Wolf Alice are potentially the most exciting band to have emerged in 2015. And yet, it feels like they’ve been around forever, being a buzz band since way back in 2012. This isn’t necessarily a bad thing however, as it means they have been able to fine tune their live show to its peak, and so they are well equipped for the headline tour to support their debut album. Joined at the Institute by Drenge and Made Violent, the night threatened to be the must-see music event of the month. Did it live up to expectations? It definitely did, in leaps and bound.
Opening the night’s proceedings were a band from across the pond known as Made Violent. A largely unknown band to most in attendance, the over-top, comedy based stage banter of the act threatened to derail the performance. However, the songs and attitude shone through and by the end of the set most in attendance were fully behind the garage rock throwback. On the merch stand in the foyer, a shirt emblazoned with the mantra ‘don’t listen to Made Violent’ was on sale; based on the performance on the night, you can bet many in attendance will be direly defying that t-shirt.

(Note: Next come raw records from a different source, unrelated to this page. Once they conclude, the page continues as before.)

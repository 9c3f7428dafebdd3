use std::io;
use std::path::PathBuf;
use std::time::SystemTimeError;

use thiserror::Error;

/// Failure while writing the end-of-game score token.
#[derive(Debug, Error)]
pub enum ExportError {
    #[error("failed to write score token to {path:?}: {source}")]
    Write {
        path: PathBuf,
        #[source]
        source: io::Error,
    },
    #[error("system clock is before the unix epoch")]
    Clock(#[from] SystemTimeError),
}

/// Failure while setting up the file logger.
#[derive(Debug, Error)]
pub enum LogError {
    #[error("failed to open log file {path:?}: {source}")]
    Open {
        path: PathBuf,
        #[source]
        source: io::Error,
    },
    #[error("logger already installed")]
    Install(#[from] log::SetLoggerError),
}

/// Top-level failure of the binary.
#[derive(Debug, Error)]
pub enum AppError {
    #[error("terminal I/O failed: {0}")]
    Io(#[from] io::Error),
}
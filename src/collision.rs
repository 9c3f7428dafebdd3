//! Point-in-set membership queries shared by movement, placement and the session.

use std::collections::VecDeque;

use crate::snake::Position;

/// Returns true iff `point` equals a member of `cells` on both coordinates.
#[must_use]
pub fn contains<'a, I>(cells: I, point: Position) -> bool
where
    I: IntoIterator<Item = &'a Position>,
{
    cells.into_iter().any(|cell| *cell == point)
}

/// Returns true when the head (last segment) re-visits any earlier segment.
#[must_use]
pub fn hits_self(body: &VecDeque<Position>) -> bool {
    let Some(&head) = body.back() else {
        return false;
    };

    contains(body.iter().take(body.len() - 1), head)
}

/// Returns true when `head` sits on a wall or obstacle cell.
#[must_use]
pub fn hits_wall(walls: &[Position], head: Position) -> bool {
    contains(walls, head)
}
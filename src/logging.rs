use std::fs::{self, File};
use std::io;
use std::path::{Path, PathBuf};

use simplelog::{Config, LevelFilter, WriteLogger};

use crate::error::LogError;

const APP_DIR_NAME: &str = "snek";
const LOG_FILE_NAME: &str = "snek.log";

/// Returns the platform-correct log file path.
#[must_use]
pub fn default_log_path() -> PathBuf {
    let mut base = dirs::data_local_dir().unwrap_or_else(|| PathBuf::from("."));
    base.push(APP_DIR_NAME);
    base.push(LOG_FILE_NAME);
    base
}

#[must_use]
pub fn level_for(verbose: bool) -> LevelFilter {
    if verbose {
        LevelFilter::Debug
    } else {
        LevelFilter::Info
    }
}

/// Routes `log` output to `path`; the terminal itself belongs to the game.
pub fn init(path: &Path, verbose: bool) -> Result<(), LogError> {
    let open_error = |source: io::Error| LogError::Open {
        path: path.to_path_buf(),
        source,
    };

    if let Some(parent) = path.parent().filter(|parent| !parent.as_os_str().is_empty()) {
        fs::create_dir_all(parent).map_err(open_error)?;
    }
    let file = File::create(path).map_err(open_error)?;

    WriteLogger::init(level_for(verbose), Config::default(), file)?;
    Ok(())
}
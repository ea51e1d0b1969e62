//! Injectable wall-clock abstraction.
//!
//! Every TTL comparison and "now" computation in the caches and the
//! orchestrator goes through a `Clock` so tests can pin time precisely.

use chrono::{DateTime, Utc};
use std::sync::RwLock;

/// Source of the current wall-clock time.
pub trait Clock: Send + Sync {
    fn now(&self) -> DateTime<Utc>;
}

/// Production clock backed by the system time.
#[derive(Debug, Default, Clone, Copy)]
pub struct SystemClock;

impl Clock for SystemClock {
    fn now(&self) -> DateTime<Utc> {
        Utc::now()
    }
}

/// Settable clock for tests.
pub struct ManualClock {
    now: RwLock<DateTime<Utc>>,
}

impl ManualClock {
    pub fn new(now: DateTime<Utc>) -> Self {
        Self {
            now: RwLock::new(now),
        }
    }

    /// Pin the clock to a new instant.
    pub fn set(&self, now: DateTime<Utc>) {
        *self.now.write().expect("clock lock poisoned") = now;
    }

    /// Move the clock forward.
    pub fn advance(&self, delta: chrono::Duration) {
        let mut guard = self.now.write().expect("clock lock poisoned");
        *guard = *guard + delta;
    }
}

impl Clock for ManualClock {
    fn now(&self) -> DateTime<Utc> {
        *self.now.read().expect("clock lock poisoned")
    }
}
//! Durable prediction cache over DynamoDB.
//!
//! Second tier of the prediction cache hierarchy. Records carry their own
//! TTL attribute (honored by the store's automatic expiry where supported)
//! and are additionally checked on read so a stale item is a miss, not an
//! error.

use std::sync::Arc;
use std::time::Duration;

use chrono::NaiveDate;
use tracing::debug;

use tide_common::{Clock, PredictionDayRecord, TideError, TideResult};

use crate::config::CacheConfig;
use crate::dynamo::{item_to_record, record_key, record_to_item, DynamoDb};

/// Table holding one item per (stationId, date).
pub const PREDICTIONS_TABLE: &str = "tide-predictions-cache";

const RETRY_BASE_DELAY: Duration = Duration::from_millis(100);

/// DynamoDB-backed cache of prediction day-records.
pub struct DynamoPredictionCache {
    db: Arc<dyn DynamoDb>,
    config: CacheConfig,
    clock: Arc<dyn Clock>,
}

impl DynamoPredictionCache {
    pub fn new(db: Arc<dyn DynamoDb>, config: CacheConfig, clock: Arc<dyn Clock>) -> Self {
        Self { db, config, clock }
    }

    /// Fetch the record for a station-day; expired records are misses.
    pub async fn get_predictions(
        &self,
        station_id: &str,
        date: NaiveDate,
    ) -> TideResult<Option<PredictionDayRecord>> {
        let date_str = date.format("%Y-%m-%d").to_string();
        let key = record_key(station_id, &date_str);

        let Some(item) = self.db.get_item(PREDICTIONS_TABLE, key).await? else {
            return Ok(None);
        };

        let record = item_to_record(&item)?;

        if self.clock.now().timestamp() >= record.ttl {
            debug!(station_id, date = %date_str, "Durable cache record expired");
            return Ok(None);
        }

        Ok(Some(record))
    }

    /// Validate, stamp and write a single record.
    pub async fn save_predictions(&self, record: PredictionDayRecord) -> TideResult<()> {
        record.validate()?;

        let record = self.stamp(record);
        self.db
            .put_item(PREDICTIONS_TABLE, record_to_item(&record))
            .await?;

        debug!(
            station_id = %record.station_id,
            date = %record.date,
            "Saved predictions to durable cache"
        );
        Ok(())
    }

    /// Validate, stamp and write records in configured batch sizes, retrying
    /// each batch with exponential backoff.
    pub async fn save_predictions_batch(
        &self,
        records: Vec<PredictionDayRecord>,
    ) -> TideResult<()> {
        for record in &records {
            record.validate()?;
        }

        for chunk in records.chunks(self.config.batch_size.max(1)) {
            let items: Vec<_> = chunk
                .iter()
                .map(|record| record_to_item(&self.stamp(record.clone())))
                .collect();

            let mut last_error: Option<TideError> = None;
            for attempt in 0..self.config.max_batch_retries {
                match self.db.batch_write(PREDICTIONS_TABLE, items.clone()).await {
                    Ok(()) => {
                        last_error = None;
                        break;
                    }
                    Err(e) => {
                        last_error = Some(e);
                        tokio::time::sleep(RETRY_BASE_DELAY * (1 << attempt)).await;
                    }
                }
            }

            if let Some(e) = last_error {
                return Err(TideError::RemoteCache(format!(
                    "batch writing predictions after {} retries: {e}",
                    self.config.max_batch_retries
                )));
            }
        }

        Ok(())
    }

    fn stamp(&self, mut record: PredictionDayRecord) -> PredictionDayRecord {
        let now = self.clock.now().timestamp();
        record.last_updated = now;
        record.ttl = now + self.config.dynamo_ttl().num_seconds();
        record
    }
}
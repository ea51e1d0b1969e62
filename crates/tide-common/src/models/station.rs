//! Tide station metadata.

use serde::{Deserialize, Serialize};

use crate::error::{TideError, TideResult};

/// Upstream data provider a station belongs to.
#[derive(Debug, Clone, Copy, PartialEq, Eq, Serialize, Deserialize)]
pub enum Source {
    #[serde(rename = "NOAA")]
    Noaa,
    #[serde(rename = "UKHO")]
    Ukho,
    #[serde(rename = "CHS")]
    Chs,
}

/// A tide prediction station.
///
/// `distance` is transient: it is stamped onto copies returned by
/// nearest-station queries and never persisted.
#[derive(Debug, Clone, PartialEq, Serialize, Deserialize)]
#[serde(rename_all = "camelCase")]
pub struct Station {
    pub id: String,
    pub name: String,
    #[serde(skip_serializing_if = "Option::is_none")]
    pub state: Option<String>,
    #[serde(skip_serializing_if = "Option::is_none")]
    pub region: Option<String>,
    #[serde(default)]
    pub distance: f64,
    pub latitude: f64,
    pub longitude: f64,
    pub source: Source,
    pub capabilities: Vec<String>,
    /// UTC offset in seconds.
    pub time_zone_offset: i32,
    #[serde(skip_serializing_if = "Option::is_none")]
    pub level: Option<String>,
    /// "R" for reference, "S" for subordinate.
    #[serde(skip_serializing_if = "Option::is_none")]
    pub station_type: Option<String>,
}

impl Station {
    /// Whether upstream supplies only extremes for this station.
    pub fn is_subordinate(&self) -> bool {
        self.station_type.as_deref() == Some("S")
    }

    /// Check that the station's fields are within valid bounds.
    pub fn validate(&self) -> TideResult<()> {
        if self.id.is_empty() {
            return Err(TideError::InvalidRecord("station ID is required".into()));
        }

        if !(-90.0..=90.0).contains(&self.latitude) {
            return Err(TideError::InvalidRecord(format!(
                "invalid latitude: {}",
                self.latitude
            )));
        }

        if !(-180.0..=180.0).contains(&self.longitude) {
            return Err(TideError::InvalidRecord(format!(
                "invalid longitude: {}",
                self.longitude
            )));
        }

        // -12h to +14h, matching the range of real UTC offsets.
        if !(-43_200..=50_400).contains(&self.time_zone_offset) {
            return Err(TideError::InvalidRecord(format!(
                "invalid timezone offset: {}",
                self.time_zone_offset
            )));
        }

        Ok(())
    }
}

#[cfg(test)]
mod tests {
    use super::*;

    fn station() -> Station {
        Station {
            id: "9447130".into(),
            name: "Seattle".into(),
            state: Some("WA".into()),
            region: Some("Puget Sound".into()),
            distance: 0.0,
            latitude: 47.6062,
            longitude: -122.3321,
            source: Source::Noaa,
            capabilities: vec!["WATER_LEVEL".into()],
            time_zone_offset: -8 * 3600,
            level: None,
            station_type: Some("R".into()),
        }
    }

    #[test]
    fn valid_station_passes() {
        assert!(station().validate().is_ok());
    }

    #[test]
    fn latitude_bounds_enforced() {
        let mut s = station();
        s.latitude = 90.01;
        let err = s.validate().unwrap_err();
        assert!(err.to_string().contains("invalid latitude"));
    }

    #[test]
    fn longitude_bounds_enforced() {
        let mut s = station();
        s.longitude = -180.5;
        assert!(s.validate().unwrap_err().to_string().contains("invalid longitude"));
    }

    #[test]
    fn timezone_bounds_enforced() {
        let mut s = station();
        s.time_zone_offset = 50_401;
        assert!(s
            .validate()
            .unwrap_err()
            .to_string()
            .contains("invalid timezone offset"));
    }

    #[test]
    fn subordinate_detection() {
        let mut s = station();
        assert!(!s.is_subordinate());
        s.station_type = Some("S".into());
        assert!(s.is_subordinate());
        s.station_type = None;
        assert!(!s.is_subordinate());
    }

    #[test]
    fn serializes_camel_case() {
        let json = serde_json::to_value(station()).unwrap();
        assert_eq!(json["timeZoneOffset"], -28800);
        assert_eq!(json["stationType"], "R");
        assert_eq!(json["source"], "NOAA");
    }
}
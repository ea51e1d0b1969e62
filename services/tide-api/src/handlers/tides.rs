//! `GET /api/tides`: tide window by station ID or coordinates.

use std::sync::Arc;

use axum::extract::{Extension, Query};
use axum::response::{IntoResponse, Response};
use axum::Json;
use serde::Deserialize;

use tide_common::TideError;

use crate::handlers::error_response;
use crate::state::AppState;

#[derive(Debug, Deserialize)]
#[serde(rename_all = "camelCase")]
pub struct TidesQuery {
    pub station_id: Option<String>,
    pub lat: Option<f64>,
    pub lon: Option<f64>,
    pub start_date_time: Option<String>,
    pub end_date_time: Option<String>,
}

pub async fn tides_handler(
    Extension(state): Extension<Arc<AppState>>,
    Query(params): Query<TidesQuery>,
) -> Response {
    let start = params.start_date_time.as_deref();
    let end = params.end_date_time.as_deref();

    let result = match (&params.station_id, params.lat, params.lon) {
        (Some(station_id), _, _) => {
            state
                .tide_service
                .get_tide_for_station(station_id, start, end)
                .await
        }
        (None, Some(lat), Some(lon)) => state.tide_service.get_tide(lat, lon, start, end).await,
        _ => Err(TideError::InvalidCoordinates(
            "missing stationId or lat/lon parameters".to_string(),
        )),
    };

    match result {
        Ok(response) => Json(response).into_response(),
        Err(e) => error_response(&e),
    }
}
//! HTTP handlers.

pub mod health;
pub mod stations;
pub mod tides;

use axum::http::StatusCode;
use axum::response::{IntoResponse, Response};
use axum::Json;
use tracing::error;

use tide_common::TideError;

/// Error envelope shared by every endpoint.
pub fn error_response(err: &TideError) -> Response {
    error!(kind = err.kind(), error = %err, "Request failed");

    let status =
        StatusCode::from_u16(err.http_status()).unwrap_or(StatusCode::INTERNAL_SERVER_ERROR);
    let body = Json(serde_json::json!({
        "responseType": "error",
        "error": err.to_string(),
    }));

    (status, body).into_response()
}
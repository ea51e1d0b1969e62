//! Blob-store cache for the station catalog.
//!
//! The whole catalog is one JSON object under a well-known key. A missing
//! object, an expired record or an undecodable body are all soft misses:
//! the caller refetches from upstream.

use std::sync::Arc;

use bytes::Bytes;
use chrono::Duration;
use object_store::aws::AmazonS3Builder;
use object_store::path::Path;
use object_store::ObjectStore;
use serde::{Deserialize, Serialize};
use tracing::{debug, warn};

use tide_common::{Clock, Station, TideError, TideResult};

/// Well-known object key for the catalog blob.
pub const CATALOG_KEY: &str = "stations.json";

/// The persisted catalog blob.
#[derive(Debug, Serialize, Deserialize)]
#[serde(rename_all = "camelCase")]
pub struct StationCatalogRecord {
    pub stations: Vec<Station>,
    /// Epoch seconds of the last refresh.
    pub last_updated: i64,
    /// Epoch seconds after which the blob is stale.
    pub ttl: i64,
}

/// Connection settings for the S3-compatible blob store.
#[derive(Debug, Clone)]
pub struct BlobStoreConfig {
    pub endpoint: Option<String>,
    pub bucket: String,
    pub region: String,
    /// Allow plain HTTP (local MinIO).
    pub allow_http: bool,
}

/// Catalog cache over an object store.
pub struct StationBlobCache {
    store: Arc<dyn ObjectStore>,
    ttl: Duration,
    clock: Arc<dyn Clock>,
}

impl std::fmt::Debug for StationBlobCache {
    fn fmt(&self, f: &mut std::fmt::Formatter<'_>) -> std::fmt::Result {
        f.debug_struct("StationBlobCache")
            .field("ttl", &self.ttl)
            .finish_non_exhaustive()
    }
}

impl StationBlobCache {
    /// Wrap an existing object store (tests use `object_store::memory::InMemory`).
    pub fn new(store: Arc<dyn ObjectStore>, ttl: Duration, clock: Arc<dyn Clock>) -> Self {
        Self { store, ttl, clock }
    }

    /// Connect to an S3-compatible store from config.
    pub fn connect(
        config: &BlobStoreConfig,
        ttl: Duration,
        clock: Arc<dyn Clock>,
    ) -> TideResult<Self> {
        if config.bucket.is_empty() {
            return Err(TideError::InvalidRecord("empty bucket name".into()));
        }

        let mut builder = AmazonS3Builder::from_env()
            .with_bucket_name(&config.bucket)
            .with_region(&config.region);

        if let Some(endpoint) = &config.endpoint {
            builder = builder.with_endpoint(endpoint);
        }
        if config.allow_http {
            builder = builder.with_allow_http(true);
        }

        let store = builder
            .build()
            .map_err(|e| TideError::Internal(format!("creating blob store client: {e}")))?;

        Ok(Self::new(Arc::new(store), ttl, clock))
    }

    /// Read the cached catalog. Any failure is a soft miss.
    pub async fn get_stations(&self) -> Option<Vec<Station>> {
        let location = Path::from(CATALOG_KEY);

        let result = match self.store.get(&location).await {
            Ok(result) => result,
            Err(object_store::Error::NotFound { .. }) => {
                debug!("No station catalog blob present");
                return None;
            }
            Err(e) => {
                warn!(error = %e, "Reading station catalog blob failed, treating as miss");
                return None;
            }
        };

        let body = match result.bytes().await {
            Ok(body) => body,
            Err(e) => {
                warn!(error = %e, "Reading station catalog blob body failed, treating as miss");
                return None;
            }
        };

        let record: StationCatalogRecord = match serde_json::from_slice(&body) {
            Ok(record) => record,
            Err(e) => {
                warn!(error = %e, "Station catalog blob is undecodable, treating as miss");
                return None;
            }
        };

        if self.clock.now().timestamp() > record.ttl {
            debug!("Station catalog blob expired");
            return None;
        }

        Some(record.stations)
    }

    /// Persist the catalog with a fresh TTL.
    pub async fn save_stations(&self, stations: &[Station]) -> TideResult<()> {
        let now = self.clock.now().timestamp();
        let record = StationCatalogRecord {
            stations: stations.to_vec(),
            last_updated: now,
            ttl: now + self.ttl.num_seconds(),
        };

        let body = serde_json::to_vec(&record)
            .map_err(|e| TideError::Internal(format!("encoding station catalog: {e}")))?;

        self.store
            .put(&Path::from(CATALOG_KEY), Bytes::from(body).into())
            .await
            .map_err(|e| TideError::RemoteCache(format!("saving station catalog: {e}")))?;

        debug!(station_count = stations.len(), "Saved station catalog blob");
        Ok(())
    }
}
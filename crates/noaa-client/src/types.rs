//! Raw wire shapes returned by the upstream endpoints.

use serde::Deserialize;

/// `GET /mdapi/prod/webapi/tidepredstations.json`
#[derive(Debug, Deserialize)]
pub struct StationListResponse {
    #[serde(rename = "stationList", default)]
    pub station_list: Vec<StationEntry>,
}

#[derive(Debug, Deserialize)]
pub struct StationEntry {
    #[serde(rename = "stationId")]
    pub station_id: String,
    pub name: String,
    #[serde(default)]
    pub state: String,
    #[serde(default)]
    pub region: String,
    pub lat: f64,
    pub lon: f64,
    /// Signed hour count as a decimal string, e.g. "-8".
    #[serde(rename = "timeZoneCorr", default)]
    pub time_zone_corr: String,
    #[serde(default)]
    pub level: String,
    #[serde(rename = "stationType", default)]
    pub station_type: String,
}

/// `GET /api/prod/datagetter`. Both `interval=6` and `interval=hilo`
/// responses use this envelope; hilo entries carry a `type` discriminator.
#[derive(Debug, Deserialize)]
pub struct DataGetterResponse {
    #[serde(default)]
    pub predictions: Vec<RawPrediction>,
    pub error: Option<UpstreamErrorBody>,
}

#[derive(Debug, Deserialize)]
pub struct RawPrediction {
    /// `YYYY-MM-DD HH:MM`, station-local wall clock.
    pub t: String,
    /// Decimal height.
    pub v: String,
    /// "H" or "L" on hilo responses.
    #[serde(rename = "type")]
    pub kind: Option<String>,
}

#[derive(Debug, Deserialize)]
pub struct UpstreamErrorBody {
    pub message: String,
}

Second on the bill were Castleton-raised Drenge, a firm favourite of the current indie rock scene. With a live sound boosted by the addition of Rob Graham on bass, the Drenge of 2015 are leaner and meaner than they have ever been before. A strong contingent of die-hards had made the trip down to see them and soon the crowd was awash with circle pits galore. The biggest hit on the night was definitely ‘We Can Do What We Want’, with the young crowd taking this as a cue to, well, do what they want.
Happily warmed up by the opening duo of acts, the crowd were now ready for the band they had really come to see: Wolf Alice. Usually during rowdy gigs such as this, the front five or six rows are a chaotic mess of flailing arms, gyrating bodies and sweaty hair. However, on this particular night the usually contained moshpit seemed the envelope the whole venue and drag all punters into its unending swarm. The environment was very safe and positive however, with all involved giving their all to their favourite band and having the time of their lives.
Despite having released only one full album along with two EPs, Wolf Alice really seem to have reached the pinnacle of something. The performance did not just feel like another night at the Institute; it felt important. Every single song was vital, with the night truly being all killer, no filler. Take the airing of ‘Blush’ for example. Despite being only two years old, the song feels like an all-time classic, and hearing Ellie Rowsell and co performing it feels like a truly iconic moment.
For those wanting to really get their rocks off, Wolf Alice had plenty in their bag of tricks to keep them satisfied. ‘Your Loves Whore’ was the first pogo-inducing moment, ‘Freazy’ encouraged hip shaking all round and ‘Bros’ induced mass singalongs. A change in pace occurred with the welcome addition of ‘Swallowtail’ to the set, with drummer Joel Amey taking up vocal duties and demonstrating that any attempt to pin this band down is futile.
The main set ended with a stomping rendition of the modern classic ‘Moaning Lisa Smile’, followed by the band’s newest single and soon to be one of their most loved songs: ‘You’re A Germ’. With the quiet-loud-quiet grunge dynamic, vocal screams and countdown before the chorus, the sound is all encompassing and intensely enjoyable. The final song of the encore definitely matched this atmosphere, with ‘Giant Peach’ bringing the night to an end in raucous style.
All in all it was definitely a night to remember, with Made Violent showing they are fully willing and able to compete with the rest of the bill, and Drenge putting on an intense spectacle. The real stars of the night were of course the headliners, with Wolf Alice performing a near flawless set. Are Wolf Alice the best live band around right now? They’re certainly contenders.